Your assignment ->
Every line below that mentions the word "argv" should be copied out.

Records to use ->
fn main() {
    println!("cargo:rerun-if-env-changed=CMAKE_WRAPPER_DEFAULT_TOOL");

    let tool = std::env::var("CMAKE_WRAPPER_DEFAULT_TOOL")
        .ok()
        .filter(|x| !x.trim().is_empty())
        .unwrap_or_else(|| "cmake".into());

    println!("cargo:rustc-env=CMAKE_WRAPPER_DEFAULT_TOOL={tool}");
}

* * *

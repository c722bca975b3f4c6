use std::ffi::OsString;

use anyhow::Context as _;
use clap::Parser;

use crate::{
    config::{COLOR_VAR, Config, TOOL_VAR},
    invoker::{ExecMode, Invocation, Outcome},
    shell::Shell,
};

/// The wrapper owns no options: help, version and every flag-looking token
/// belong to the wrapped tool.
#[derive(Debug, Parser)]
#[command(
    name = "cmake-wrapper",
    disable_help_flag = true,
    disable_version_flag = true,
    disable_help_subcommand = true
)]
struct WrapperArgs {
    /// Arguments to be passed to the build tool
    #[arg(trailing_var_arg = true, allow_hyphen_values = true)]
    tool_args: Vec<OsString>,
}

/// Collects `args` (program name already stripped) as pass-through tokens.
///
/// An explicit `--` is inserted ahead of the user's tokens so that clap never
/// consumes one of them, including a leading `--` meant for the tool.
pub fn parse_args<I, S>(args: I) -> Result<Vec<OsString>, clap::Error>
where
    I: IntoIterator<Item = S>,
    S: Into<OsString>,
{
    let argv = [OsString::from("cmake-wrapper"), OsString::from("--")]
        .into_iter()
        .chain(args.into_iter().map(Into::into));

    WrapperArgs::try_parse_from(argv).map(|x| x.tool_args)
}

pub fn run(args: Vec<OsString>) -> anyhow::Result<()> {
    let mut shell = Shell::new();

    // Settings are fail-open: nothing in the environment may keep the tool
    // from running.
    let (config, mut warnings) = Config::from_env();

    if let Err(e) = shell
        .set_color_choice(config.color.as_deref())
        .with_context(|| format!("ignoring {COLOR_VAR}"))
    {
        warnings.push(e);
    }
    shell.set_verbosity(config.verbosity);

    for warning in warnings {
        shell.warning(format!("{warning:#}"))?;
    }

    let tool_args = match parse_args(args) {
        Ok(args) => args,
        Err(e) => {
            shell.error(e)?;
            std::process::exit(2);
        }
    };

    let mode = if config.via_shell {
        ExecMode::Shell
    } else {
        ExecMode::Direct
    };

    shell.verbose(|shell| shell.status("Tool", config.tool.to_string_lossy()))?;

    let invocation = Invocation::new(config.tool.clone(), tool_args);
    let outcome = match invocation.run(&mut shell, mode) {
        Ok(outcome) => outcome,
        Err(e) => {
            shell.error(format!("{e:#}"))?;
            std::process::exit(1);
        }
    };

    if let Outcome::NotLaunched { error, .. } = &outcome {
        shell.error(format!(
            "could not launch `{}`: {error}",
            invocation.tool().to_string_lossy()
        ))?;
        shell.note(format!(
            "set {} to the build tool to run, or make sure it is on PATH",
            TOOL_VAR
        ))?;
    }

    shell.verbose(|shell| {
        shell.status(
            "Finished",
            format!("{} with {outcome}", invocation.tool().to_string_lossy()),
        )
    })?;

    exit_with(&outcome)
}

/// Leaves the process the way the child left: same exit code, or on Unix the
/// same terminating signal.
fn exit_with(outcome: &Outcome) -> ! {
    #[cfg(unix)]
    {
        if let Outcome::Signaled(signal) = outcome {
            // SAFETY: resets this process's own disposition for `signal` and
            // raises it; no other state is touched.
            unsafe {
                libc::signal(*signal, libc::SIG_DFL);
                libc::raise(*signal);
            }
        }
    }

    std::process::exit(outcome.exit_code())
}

Result for this task ->
    let argv = [OsString::from("cmake-wrapper"), OsString::from("--")]
    WrapperArgs::try_parse_from(argv).map(|x| x.tool_args)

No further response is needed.